Durham, North Carolina - Researchers at Duke Medicine have determined that kidney function plays a critical role in the fate of patients being treated for sepsis, a potentially life-threatening complication of an infection.
In a study published May 20, 2015, in the journal Kidney International, Duke researchers and their colleagues identified physiological changes at the molecular level that might be affected by acute kidney injury. The findings could help physicians improve hemodialysis practices, increasing patient survival rates after kidney failure.
Acute kidney injury is a serious and common health complication, occurring in up to 20 percent of all hospitalized patients and more than 45 percent of patients in a critical-care setting, according to the National Institutes of Health.
“There are a lot of things that we assume to be true about the impact of acute kidney injury on patients,” said lead author Ephraim Tsalik, M.D., Ph.D., assistant professor at Duke University School of Medicine. “This study is the first to comprehensively characterize what is happening at the patient level, potentially as a cause and a consequence of acute kidney injury that we see in the setting of critical illness.”
Sepsis, which is defined as systemic inflammation resulting from an infection, often results in an abrupt decrease in the kidney’s ability to effectively filter the blood.
The Community Acquired Pneumonia and Sepsis Outcome Diagnostic (CAPSOD) study, led by Stephen Kingsmore, M.B, D.Sc., of Children’s Mercy Hospitals and Clinic, was initially created as a repository for patients visiting the emergency department with suspected sepsis. The researchers used clinical and molecular information generated in the CAPSOD study to correlate patient-level data with changes in molecular markers in the blood.
They found that kidney function was a major determinant of how a patient responded to treatment for sepsis.
“We have over 2,000 patients enrolled in the CAPSOD repository,” Tsalik said. “We are trying to use new tools to ask why is it that some patients show up and get sicker, despite getting all the right treatment, and why some patients show up, get the right treatment, and quickly get better.”
Using an “‘omics-based” approach, the researchers looked at variations in metabolite level, protein production, and gene expression in the blood in 150 patients with critical illness. The study design also allowed the researchers to investigate what impact hemodialysis, a medical treatment for kidney failure that filters toxins from the blood, was having on a variety of molecular markers.
“Rather than setting out to prove existing hypotheses, this study was designed to identify new questions or associations we were not previously aware of,” Tsalik said. “There were a number of things that we expected to see and did, such as the accumulation of molecules normally cleared by the kidney among patients with kidney dysfunction.”
Those known molecules are usually filtered out when a patient is receiving hemodialysis; however, the researchers also identified other chemicals and metabolites that were not previously shown to be abnormal in patients on hemodialysis.

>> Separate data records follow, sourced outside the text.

//! Plain-text rendering of listings and ASN summaries, with optional
//! demo-mode censoring.

use std::fmt::Write as _;
use std::net::IpAddr;

use crate::types::AsnSummary;

pub const VERSION: &str = concat!("v", env!("CARGO_PKG_VERSION"));
const TITLE: &str = "OWASP OAM Tool Suite ";
const SITE: &str = "https://github.com/owasp-amass/oam-tools";
const WIDTH: usize = 80;

// ── Censoring ────────────────────────────────────────────────────

/// Replace characters in `[start, end)` (char positions) with `x`, keeping
/// separators readable. `:` is kept as well so IPv6 addresses keep their shape.
fn censor_range(input: &str, start: usize, end: usize) -> String {
    input
        .chars()
        .enumerate()
        .map(|(i, c)| {
            if i >= start && i < end && !matches!(c, '.' | '/' | '-' | ' ' | ':') {
                'x'
            } else {
                c
            }
        })
        .collect()
}

fn char_position(input: &str, pred: impl Fn(char) -> bool) -> Option<usize> {
    input.chars().position(pred)
}

fn last_char_position(input: &str, pred: impl Fn(char) -> bool) -> Option<usize> {
    input
        .chars()
        .enumerate()
        .filter(|(_, c)| pred(*c))
        .map(|(i, _)| i)
        .last()
}

/// Censor everything from the first dot on. The leftmost label stays readable.
pub fn censor_domain(name: &str) -> String {
    match char_position(name, |c| c == '.') {
        Some(start) => censor_range(name, start, usize::MAX),
        None => name.to_string(),
    }
}

/// Censor all but the last group of an address.
pub fn censor_ip(ip: &str) -> String {
    let sep = if ip.contains('.') { '.' } else { ':' };
    match last_char_position(ip, |c| c == sep) {
        Some(end) => censor_range(ip, 0, end),
        None => ip.to_string(),
    }
}

/// Censor the address part of a CIDR, keeping the prefix length.
pub fn censor_netblock(cidr: &str) -> String {
    let end = char_position(cidr, |c| c == '/').unwrap_or(usize::MAX);
    censor_range(cidr, 0, end)
}

pub fn censor_all(input: &str) -> String {
    censor_range(input, 0, usize::MAX)
}

// ── Rendering ────────────────────────────────────────────────────

/// A name and its comma-joined addresses, censored in demo mode.
pub fn output_line_parts(name: &str, addresses: &[IpAddr], demo: bool) -> (String, String) {
    let ips = addresses
        .iter()
        .map(|ip| {
            let s = ip.to_string();
            if demo {
                censor_ip(&s)
            } else {
                s
            }
        })
        .collect::<Vec<_>>()
        .join(",");

    let name = if demo {
        censor_domain(name)
    } else {
        name.to_string()
    };
    (name, ips)
}

/// `"<name> <ip>,<ip>"`, or just the name when it has no addresses.
pub fn output_line(name: &str, addresses: &[IpAddr], demo: bool) -> String {
    let (name, ips) = output_line_parts(name, addresses, demo);
    if ips.is_empty() {
        name
    } else {
        format!("{name} {ips}")
    }
}

/// The enumeration summary block: header, name count, and per-ASN netblocks.
///
/// In demo mode ASN numbers and RIR names are censored unless the ASN is 0;
/// netblock addresses are always censored.
pub fn render_summary(total: usize, summary: &AsnSummary, demo: bool) -> String {
    let rule = "-".repeat(WIDTH);
    let pad = WIDTH.saturating_sub(TITLE.len() + VERSION.len() + SITE.len());

    let mut out = String::new();
    let _ = writeln!(out);
    let _ = writeln!(out, "{TITLE}{VERSION}{}{SITE}", " ".repeat(pad));
    let _ = write!(out, "{rule}");
    let _ = writeln!(out, "\n{total} names discovered");

    if summary.is_empty() {
        return out;
    }
    let _ = writeln!(out, "{rule}");

    for (asn, info) in summary {
        let mut asn_str = asn.to_string();
        let mut rir = info.rir_name.clone();
        if demo && *asn > 0 {
            asn_str = censor_all(&asn_str);
            rir = censor_all(&rir);
        }
        let _ = writeln!(out, "ASN: {asn_str} - {rir}");

        for (cidr, count) in &info.cidrs {
            let mut cidr_str = cidr.to_string();
            if demo {
                cidr_str = censor_netblock(&cidr_str);
            }
            let _ = writeln!(out, "\t{cidr_str:<18}\t{count:<4} Subdomain Name(s)");
        }
    }
    out
}

#[cfg(test)]
mod tests {
    use super::*;
    use crate::types::AsnInfo;

    #[test]
    fn test_censor_domain_keeps_leftmost_label() {
        assert_eq!(censor_domain("www.example.com"), "www.xxxxxxx.xxx");
        assert_eq!(censor_domain("my-host.example.com"), "my-host.xxxxxxx.xxx");
        assert_eq!(censor_domain("localhost"), "localhost");
    }

    #[test]
    fn test_censor_ip_keeps_last_group() {
        assert_eq!(censor_ip("93.184.216.34"), "xx.xxx.xxx.34");
        assert_eq!(censor_ip("2001:db8::1"), "xxxx:xxx::1");
    }

    #[test]
    fn test_censor_netblock_keeps_prefix() {
        assert_eq!(censor_netblock("93.184.216.0/24"), "xx.xxx.xxx.x/24");
    }

    #[test]
    fn test_output_line() {
        let ips: Vec<IpAddr> = vec!["10.0.0.1".parse().unwrap(), "10.0.0.2".parse().unwrap()];
        assert_eq!(
            output_line("www.example.com", &ips, false),
            "www.example.com 10.0.0.1,10.0.0.2"
        );
        assert_eq!(
            output_line("www.example.com", &ips, true),
            "www.xxxxxxx.xxx xx.x.x.1,xx.x.x.2"
        );
        assert_eq!(output_line("mail.example.com", &[], false), "mail.example.com");
    }

    #[test]
    fn test_summary_header_only_without_asns() {
        let text = render_summary(3, &AsnSummary::new(), false);
        let lines: Vec<&str> = text.lines().collect();
        assert_eq!(lines[0], "");
        assert!(lines[1].starts_with("OWASP OAM Tool Suite v"));
        assert!(lines[1].ends_with(SITE));
        assert_eq!(lines[1].len(), WIDTH);
        assert_eq!(lines[2], "-".repeat(WIDTH));
        assert_eq!(lines[3], "3 names discovered");
        assert_eq!(lines.len(), 4);
    }

    #[test]
    fn test_summary_asn_table() {
        let mut summary = AsnSummary::new();
        let mut info = AsnInfo {
            rir_name: "ARIN".to_string(),
            ..Default::default()
        };
        info.cidrs.insert("93.184.216.0/24".parse().unwrap(), 2);
        summary.insert(15133, info);

        let text = render_summary(1, &summary, false);
        assert!(text.contains("ASN: 15133 - ARIN\n"));
        assert!(text.contains("\t93.184.216.0/24   \t2    Subdomain Name(s)\n"));

        let censored = render_summary(1, &summary, true);
        assert!(censored.contains("ASN: xxxxx - xxxx\n"));
        assert!(censored.contains("\txx.xxx.xxx.x/24"));
    }

    #[test]
    fn test_demo_leaves_asn_zero_readable() {
        let mut summary = AsnSummary::new();
        summary.insert(
            0,
            AsnInfo {
                rir_name: "Not routed".to_string(),
                ..Default::default()
            },
        );
        let text = render_summary(0, &summary, true);
        assert!(text.contains("ASN: 0 - Not routed\n"));
    }
}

“It may be that these newly implicated metabolites are not clinically relevant, but by identifying them, we’ve opened up opportunities for researchers to see if they cause toxicity to the patient,” Tsalik said. “We want to understand how to improve the care of patients with acute kidney injury and those requiring hemodialysis.”
In addition to Tsalik, study authors at Duke include Vance Fowler Jr., and Christopher Woods; along with Laurel Willig, Neil Miller, and Stephen Kingsmore of Children’s Mercy Hospitals and Clinic; Brandon Rice and Jennifer van Velkinburgh of the National Center for Genome Resources; Darrell Dinwiddie of the University of New Mexico; Robert Mohney, Jonathan McDunn, and Eric Mayer of Metabolon Inc; Seth Glickman of University of North Carolina-Chapel Hill; Charles Cairns currently of the University of Arizona; Anja Jaehne and Emanuel Rivers of the Henry Ford Hospital; Ronny Otero of the University of Michigan; Robert Glew of the University of New Mexico; Mohan Sopori and Raymond Langley of the Lovelace Respiratory Research Institute; and Kevin Harrod, currently at the University of Alabama Birmingham.
This work was supported in part by grants from the National Institutes of Health (U01AI066569, P20RR016480, HHSN266200400064C), Pfizer Inc., and Roche Diagnostics Inc., and was also funded in part through the Clinical Science Research and Development Service of the VA Office of Research and Development.